YOUR OBJECTIVE: Transcribe word for word the lines below from the line with "let border_style = if" through the line with "let style = if", ends included.

Entries taken from a collection
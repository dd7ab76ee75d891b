//! Task list panel: the flattened row model and its rendering.

use std::collections::HashSet;

use chrono::Local;
use ratatui::{
    layout::{Constraint, Direction, Layout, Rect},
    style::{Color, Modifier, Style},
    text::{Line, Span},
    widgets::{Block, Borders, List, ListItem, ListState, Paragraph},
    Frame,
};

use crate::fields::CategoryBadge;
use crate::store::TaskStore;
use crate::task::Task;
use crate::tui::colors::{badge_color, priority_color};

/// One cursor position in the list: a task row, or a subtask row of an
/// expanded task. Indices point into the store's task collection.
#[derive(Debug, Clone, Copy, PartialEq, Eq)]
pub enum ListRow {
    Task(usize),
    Subtask(usize, usize),
}

/// Flatten the collection into cursor rows. Subtask rows appear only for
/// tasks in the expanded set; expansion is presentation state and never
/// filters the tasks themselves.
pub fn build_rows(tasks: &[Task], expanded: &HashSet<String>) -> Vec<ListRow> {
    let mut rows = Vec::new();
    for (i, task) in tasks.iter().enumerate() {
        rows.push(ListRow::Task(i));
        if expanded.contains(&task.id) {
            for s in 0..task.subtasks.len() {
                rows.push(ListRow::Subtask(i, s));
            }
        }
    }
    rows
}

/// Render the middle panel: header with today's date, then the task rows.
pub fn render(
    f: &mut Frame,
    area: Rect,
    store: &TaskStore,
    rows: &[ListRow],
    cursor: usize,
    expanded: &HashSet<String>,
    focused: bool,
) {
    let chunks = Layout::default()
        .direction(Direction::Vertical)
        .constraints([Constraint::Length(3), Constraint::Min(0)])
        .split(area);

    let date_line = Local::now().format("%A, %B %-d, %Y").to_string();
    let header = Paragraph::new(vec![
        Line::from(Span::styled("Today", Style::default().add_modifier(Modifier::BOLD))),
        Line::from(Span::styled(date_line, Style::default().fg(Color::DarkGray))),
    ]);
    f.render_widget(header, chunks[0]);

    let items: Vec<ListItem> = rows
        .iter()
        .map(|row| ListItem::new(render_row(store, *row, expanded)))
        .collect();

    let border_style = if focused {
        Style::default().fg(Color::Cyan)
    } else {
        Style::default().fg(Color::DarkGray)
    };
    let list = List::new(items)
        .block(Block::default().borders(Borders::ALL).border_style(border_style))
        .highlight_style(Style::default().bg(Color::Rgb(45, 45, 60)));

    let mut state = ListState::default();
    if !rows.is_empty() {
        state.select(Some(cursor.min(rows.len() - 1)));
    }
    f.render_stateful_widget(list, chunks[1], &mut state);
}

fn render_row(store: &TaskStore, row: ListRow, expanded: &HashSet<String>) -> Line<'static> {
    match row {
        ListRow::Task(i) => {
            let task = &store.tasks()[i];
            task_line(task, store.selected_id() == Some(task.id.as_str()), expanded)
        }
        ListRow::Subtask(i, s) => {
            let sub = &store.tasks()[i].subtasks[s];
            let style = if sub.completed {
                Style::default().fg(Color::DarkGray).add_modifier(Modifier::CROSSED_OUT)
            } else {
                Style::default()
            };
            Line::from(vec![
                Span::raw("      "),
                Span::raw(if sub.completed { "[x] " } else { "[ ] " }),
                Span::styled(sub.title.clone(), style),
            ])
        }
    }
}

fn task_line(task: &Task, selected: bool, expanded: &HashSet<String>) -> Line<'static> {
    let mut spans = Vec::new();

    spans.push(Span::styled(
        if selected { "▌ " } else { "  " },
        Style::default().fg(Color::Cyan),
    ));

    // Tasks without subtasks get no chevron at all.
    let chevron = if !task.has_subtasks() {
        "  "
    } else if expanded.contains(&task.id) {
        "▾ "
    } else {
        "▸ "
    };
    spans.push(Span::styled(chevron, Style::default().fg(Color::DarkGray)));

    spans.push(Span::raw(if task.completed { "[x] " } else { "[ ] " }));

    let title_style = if task.completed {
        Style::default().fg(Color::DarkGray).add_modifier(Modifier::CROSSED_OUT)
    } else {
        Style::default().add_modifier(Modifier::BOLD)
    };
    spans.push(Span::styled(task.title.clone(), title_style));

    if let Some(time) = &task.time {
        spans.push(Span::styled(format!("  {time}"), Style::default().fg(Color::DarkGray)));
    }

    let badge = CategoryBadge::from_label(&task.category);
    spans.push(Span::raw("  "));
    spans.push(Span::styled(
        format!(" {} ", task.category),
        Style::default().fg(Color::Black).bg(badge_color(badge)),
    ));

    spans.push(Span::styled(
        format!("  ⚑ {}", task.priority.label()),
        Style::default().fg(priority_color(task.priority)),
    ));

    // Counter only when there are subtasks to count.
    if task.has_subtasks() {
        let (done, total) = task.subtask_progress();
        spans.push(Span::styled(
            format!("  {done}/{total}"),
            Style::default().fg(Color::DarkGray),
        ));
    }

    Line::from(spans)
}

#[cfg(test)]
mod tests {
    use super::*;
    use crate::seed::seed_tasks;

    #[test]
    fn rows_include_subtasks_only_when_expanded() {
        let tasks = seed_tasks();
        let mut expanded = HashSet::new();
        expanded.insert("1".to_string());
        let rows = build_rows(&tasks, &expanded);
        assert_eq!(
            rows,
            vec![
                ListRow::Task(0),
                ListRow::Subtask(0, 0),
                ListRow::Subtask(0, 1),
                ListRow::Subtask(0, 2),
                ListRow::Task(1),
                ListRow::Task(2),
                ListRow::Task(3),
            ]
        );
    }

    #[test]
    fn collapsed_collection_is_task_rows_only() {
        let tasks = seed_tasks();
        let rows = build_rows(&tasks, &HashSet::new());
        assert_eq!(rows.len(), tasks.len());
        assert!(rows.iter().all(|r| matches!(r, ListRow::Task(_))));
    }

    #[test]
    fn expanding_a_task_without_subtasks_adds_nothing() {
        let tasks = seed_tasks();
        let mut expanded = HashSet::new();
        expanded.insert("2".to_string());
        let rows = build_rows(&tasks, &expanded);
        assert_eq!(rows.len(), tasks.len());
    }

    #[test]
    fn task_without_subtasks_renders_no_chevron_or_counter() {
        let tasks = seed_tasks();
        let meeting = tasks.iter().find(|t| t.id == "2").unwrap();
        let line = task_line(meeting, false, &HashSet::new());
        let text: String = line.spans.iter().map(|s| s.content.as_ref()).collect();
        assert!(!text.contains('▸'));
        assert!(!text.contains('▾'));
        assert!(!text.contains('/'));
    }

    #[test]
    fn counter_reflects_subtask_progress() {
        let mut tasks = seed_tasks();
        tasks[3].subtasks[0].completed = false;
        let line = task_line(&tasks[3], false, &HashSet::new());
        let text: String = line.spans.iter().map(|s| s.content.as_ref()).collect();
        assert!(text.contains("2/3"));
    }
}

SOLUTION FOR THIS EXERCISE:
    let border_style = if focused {
        Style::default().fg(Color::Cyan)
    } else {
        Style::default().fg(Color::DarkGray)
    };
    let list = List::new(items)
        .block(Block::default().borders(Borders::ALL).border_style(border_style))
        .highlight_style(Style::default().bg(Color::Rgb(45, 45, 60)));

    let mut state = ListState::default();
    if !rows.is_empty() {
        state.select(Some(cursor.min(rows.len() - 1)));
    }
    f.render_stateful_widget(list, chunks[1], &mut state);
}

fn render_row(store: &TaskStore, row: ListRow, expanded: &HashSet<String>) -> Line<'static> {
    match row {
        ListRow::Task(i) => {
            let task = &store.tasks()[i];
            task_line(task, store.selected_id() == Some(task.id.as_str()), expanded)
        }
        ListRow::Subtask(i, s) => {
            let sub = &store.tasks()[i].subtasks[s];
            let style = if sub.completed {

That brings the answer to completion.